Species of flowering plant

Homoranthus inopinatus is a plant in the myrtle family Myrtaceae and is endemic to a small area in southern Queensland. It is an upright shrub with linear leaves and with groups of three to six flowers in leaf axils near the end of branchlets. It is only known from a single small population on private property near Ballandean.
==Description==
Homoranthus inopinatus is an erect shrub 0.7-1.4 m tall, 0.3-1 m wide.
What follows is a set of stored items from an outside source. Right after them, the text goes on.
/// Wraps a caller-supplied [`TransactionCollector`] so that, whichever outcome fires first, this
/// stack's own `collectors` side table (used to correlate a later inbound `Response` back to its
/// collector; see [`Stack::handle_response`]) is cleaned up alongside it. On the response path
/// `handle_response` already removes the entry itself before invoking the collector, so only the
/// timeout path needs this wrapper.
struct BoundCollector {
    id: TransactionId,
    inner: Arc<dyn TransactionCollector>,
    stack: Weak<Stack>,
}

impl TransactionCollector for BoundCollector {
    fn on_response(&self, id: TransactionId, message: Message, from: SocketAddr) {
        self.inner.on_response(id, message, from);
    }

    fn on_timeout(&self, id: TransactionId) {
        self.inner.on_timeout(id);
        if let Some(stack) = self.stack.upgrade() {
            stack.collectors.lock().unwrap().remove(&self.id);
        }
    }
}

/// A check issued by the periodic scheduling tick, correlating its response back to the check
/// list and pair it was issued for (§4.5's response-handling and nomination rules).
struct CheckCollector {
    stack: Weak<Stack>,
    stream: String,
    pair: Arc<CandidatePair>,
    nominating: bool,
}

impl TransactionCollector for CheckCollector {
    fn on_response(&self, id: TransactionId, message: Message, from: SocketAddr) {
        let Some(stack) = self.stack.upgrade() else { return };
        let stream = self.stream.clone();
        let pair = self.pair.clone();
        let nominating = self.nominating;
        tokio::spawn(async move {
            stack.handle_check_response(stream, pair, message, from, nominating).await;
        });
        let _ = id;
    }

    fn on_timeout(&self, id: TransactionId) {
        self.pair.state.store(CandidatePairState::Failed as u8, Ordering::SeqCst);
        let _ = id;
    }
}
The leaves are a dull pale green, opposite and aromatic.

==Taxonomy and naming==
Homoranthus inopinatus was first formally described in 2011 by Lachlan Copeland, Lyndley Craven and Jeremy Bruhl from a specimen collected on private property near Ballendean by Jenny and Glenn Holmes in 2002 and the description was published in Australian Systematic Botany. The specific epithet (inopinatus) is a Latin word meaning "unexpected", referring to the discovery of this species in an otherwise botanically well-known district.

==Conservation status==
Currently known from a single population, H. inopinatus is threatened by inappropriate fire regimes, grazing and physical disturbance by feral pigs and deer. A ROTAP conservation code of 2E using Briggs and Leigh (1996). IUCN (2010) criteria considered as 'Critically Endangered'.